BEGIN Record set

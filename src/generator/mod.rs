//! Palette generation engine.
//!
//! Every style in [`STYLES`] maps the HSL form of a base color to an ordered
//! list of derived colors. Generation is pure: the same base always yields
//! the same palettes in the same order.

use crate::color::{self, Color};
use crate::error::ColorError;
use palette::Hsl;

/// Saturation / lightness push used by the "Nuances" style.
const SHADE_DELTA: f32 = 0.3;

/// A named derivation rule.
#[derive(Debug)]
pub struct PaletteStyle {
    pub name: &'static str,
    pub description: &'static str,
    rule: fn(Hsl) -> Vec<Hsl>,
}

impl PaletteStyle {
    /// Derived colors in HSL, before hex quantization.
    pub fn derive(&self, base: Hsl) -> Vec<Hsl> {
        (self.rule)(base)
    }

    pub fn apply(&'static self, base: Color) -> GeneratedPalette {
        let base_hsl = base.to_hsl();
        let colors = self
            .derive(base_hsl)
            .into_iter()
            // the untouched base keeps its exact sRGB value
            .map(|hsl| if hsl == base_hsl { base } else { Color::from_hsl(hsl) })
            .collect();
        GeneratedPalette {
            style: self,
            colors,
        }
    }
}

pub static STYLES: [PaletteStyle; 6] = [
    PaletteStyle {
        name: "Monochrome",
        description: "Variations d'une seule couleur",
        rule: monochrome,
    },
    PaletteStyle {
        name: "Complémentaire",
        description: "Couleurs opposées sur le cercle chromatique",
        rule: complementary,
    },
    PaletteStyle {
        name: "Triade",
        description: "Trois couleurs équidistantes sur le cercle chromatique",
        rule: triadic,
    },
    PaletteStyle {
        name: "Tétrade",
        description: "Quatre couleurs formant un rectangle sur le cercle chromatique",
        rule: tetradic,
    },
    PaletteStyle {
        name: "Analogique",
        description: "Couleurs adjacentes sur le cercle chromatique",
        rule: analogous,
    },
    PaletteStyle {
        name: "Nuances",
        description: "Variations de saturation et luminosité",
        rule: shades,
    },
];

fn monochrome(base: Hsl) -> Vec<Hsl> {
    vec![
        color::darken(base, 2.0),
        color::darken(base, 1.0),
        base,
        color::brighten(base, 1.0),
        color::brighten(base, 2.0),
    ]
}

fn complementary(base: Hsl) -> Vec<Hsl> {
    vec![base, color::rotate_hue(base, 180.0)]
}

fn triadic(base: Hsl) -> Vec<Hsl> {
    vec![
        base,
        color::rotate_hue(base, 120.0),
        color::rotate_hue(base, 240.0),
    ]
}

fn tetradic(base: Hsl) -> Vec<Hsl> {
    vec![
        base,
        color::rotate_hue(base, 90.0),
        color::rotate_hue(base, 180.0),
        color::rotate_hue(base, 270.0),
    ]
}

fn analogous(base: Hsl) -> Vec<Hsl> {
    vec![
        color::rotate_hue(base, -30.0),
        base,
        color::rotate_hue(base, 30.0),
    ]
}

fn shades(base: Hsl) -> Vec<Hsl> {
    vec![
        base,
        color::shift_saturation(base, -SHADE_DELTA),
        color::shift_saturation(base, SHADE_DELTA),
        color::shift_lightness(base, -SHADE_DELTA),
        color::shift_lightness(base, SHADE_DELTA),
    ]
}

/// One style applied to one base color.
#[derive(Debug, Clone, PartialEq, Eq)]
pub struct GeneratedPalette {
    style: &'static PaletteStyle,
    colors: Vec<Color>,
}

impl PartialEq for PaletteStyle {
    fn eq(&self, other: &Self) -> bool {
        self.name == other.name
    }
}

impl Eq for PaletteStyle {}

#[allow(clippy::len_without_is_empty)]
impl GeneratedPalette {
    pub fn name(&self) -> &'static str {
        self.style.name
    }

    pub fn description(&self) -> &'static str {
        self.style.description
    }

    pub fn colors(&self) -> &[Color] {
        &self.colors
    }

    pub fn len(&self) -> usize {
        self.colors.len()
    }
}

/// Apply every catalog style to `base`, in catalog order.
pub fn generate(base: Color) -> Vec<GeneratedPalette> {
    STYLES.iter().map(|style| style.apply(base)).collect()
}

/// [`generate`] for raw user input; only `#RRGGBB` is accepted.
pub fn generate_hex(input: &str) -> Result<Vec<GeneratedPalette>, ColorError> {
    Ok(generate(Color::parse_hex(input)?))
}

/// Case-insensitive lookup by style name.
pub fn find_style(name: &str) -> Option<&'static PaletteStyle> {
    let wanted = name.trim().to_lowercase();
    STYLES.iter().find(|style| style.name.to_lowercase() == wanted)
}

#[cfg(test)]
mod tests {
    use super::*;
    use crate::color::hue_of;
    use proptest::prelude::*;

    fn style(name: &str) -> &'static PaletteStyle {
        find_style(name).unwrap()
    }

    fn hue_gap(from: Hsl, to: Hsl) -> f32 {
        (hue_of(to) - hue_of(from)).rem_euclid(360.0)
    }

    #[test]
    fn one_palette_per_style_in_catalog_order() {
        let palettes = generate(Color::rgb(0x3B, 0x82, 0xF6));
        let names: Vec<_> = palettes.iter().map(|p| p.name()).collect();
        assert_eq!(
            names,
            ["Monochrome", "Complémentaire", "Triade", "Tétrade", "Analogique", "Nuances"]
        );
        let lengths: Vec<_> = palettes.iter().map(|p| p.len()).collect();
        assert_eq!(lengths, [5, 2, 3, 4, 3, 5]);
    }

    #[test]
    fn generation_is_deterministic() {
        let a = generate_hex("#3B82F6").unwrap();
        let b = generate_hex("#3b82f6").unwrap();
        assert_eq!(a, b);
    }

    #[test]
    fn invalid_input_is_rejected() {
        assert!(matches!(generate_hex("#ZZZZZZ"), Err(ColorError::InvalidHex(_))));
        assert!(matches!(generate_hex("#FFF"), Err(ColorError::InvalidHex(_))));
    }

    #[test]
    fn red_triad_hits_the_primaries() {
        let triad = style("Triade").apply(Color::rgb(255, 0, 0));
        let hexes: Vec<_> = triad.colors().iter().map(|c| c.hex()).collect();
        assert_eq!(hexes, ["#FF0000", "#00FF00", "#0000FF"]);
    }

    #[test]
    fn complement_rotates_hue_only() {
        let base = Color::rgb(0x3B, 0x82, 0xF6).to_hsl();
        let derived = style("Complémentaire").derive(base);
        assert_eq!(derived.len(), 2);
        assert!((hue_gap(base, derived[1]) - 180.0).abs() < 1e-3);
        assert_eq!(derived[1].saturation, base.saturation);
        assert_eq!(derived[1].lightness, base.lightness);
    }

    #[test]
    fn base_entries_keep_exact_input() {
        let base = Color::rgb(0x12, 0x34, 0x56);
        for palette in generate(base) {
            if palette.name() == "Monochrome" {
                assert_eq!(palette.colors()[2], base);
            } else if palette.name() == "Analogique" {
                assert_eq!(palette.colors()[1], base);
            } else {
                assert_eq!(palette.colors()[0], base);
            }
        }
    }

    #[test]
    fn monochrome_ladder_runs_dark_to_light() {
        let ladder = style("Monochrome").apply(Color::rgb(0x3B, 0x82, 0xF6));
        let lum: Vec<f32> = ladder.colors().iter().map(|c| c.relative_luminance()).collect();
        assert!(lum.windows(2).all(|w| w[0] <= w[1]), "{lum:?}");
        assert!(lum[0] < lum[2] && lum[2] < lum[4], "{lum:?}");
    }

    #[test]
    fn analogous_centers_the_base() {
        let base = Hsl::new(10.0, 0.6, 0.4);
        let derived = style("Analogique").derive(base);
        assert!((hue_of(derived[0]) - 340.0).abs() < 1e-3);
        assert_eq!(derived[1], base);
        assert!((hue_of(derived[2]) - 40.0).abs() < 1e-3);
    }

    #[test]
    fn shades_clamp_at_the_top() {
        let derived = style("Nuances").derive(Hsl::new(200.0, 0.9, 0.95));
        assert_eq!(derived[2].saturation, 1.0);
        assert_eq!(derived[4].lightness, 1.0);
        assert!((derived[1].saturation - 0.6).abs() < 1e-6);
        assert!((derived[3].lightness - 0.65).abs() < 1e-6);
    }

    #[test]
    fn style_lookup_ignores_case() {
        assert_eq!(style("tétrade").name, "Tétrade");
        assert_eq!(style(" NUANCES ").name, "Nuances");
        assert!(find_style("Carré").is_none());
    }

    proptest! {
        #[test]
        fn derived_values_stay_in_range(r in any::<u8>(), g in any::<u8>(), b in any::<u8>()) {
            let base = Color::rgb(r, g, b).to_hsl();
            for style in STYLES.iter() {
                for hsl in style.derive(base) {
                    prop_assert!((0.0..360.0).contains(&hue_of(hsl)));
                    prop_assert!((0.0..=1.0).contains(&hsl.saturation));
                    prop_assert!((0.0..=1.0).contains(&hsl.lightness));
                }
            }
        }

        #[test]
        fn wheel_styles_are_evenly_spaced(h in 0.0f32..360.0, s in 0.0f32..=1.0, l in 0.0f32..=1.0) {
            let base = Hsl::new(h, s, l);

            let triad = style("Triade").derive(base);
            prop_assert!((hue_gap(triad[0], triad[1]) - 120.0).abs() < 1e-2);
            prop_assert!((hue_gap(triad[1], triad[2]) - 120.0).abs() < 1e-2);
            prop_assert!((hue_gap(triad[2], triad[0]) - 120.0).abs() < 1e-2);

            let tetrad = style("Tétrade").derive(base);
            for pair in tetrad.windows(2) {
                prop_assert!((hue_gap(pair[0], pair[1]) - 90.0).abs() < 1e-2);
            }
        }

        #[test]
        fn palettes_are_never_empty(r in any::<u8>(), g in any::<u8>(), b in any::<u8>()) {
            for palette in generate(Color::rgb(r, g, b)) {
                prop_assert!((2..=5).contains(&palette.len()));
            }
        }
    }
}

END Record set

§ **Exercise details**
Give the number of lines in the entries that include the string "names", and nothing more.

§ **Your response**
2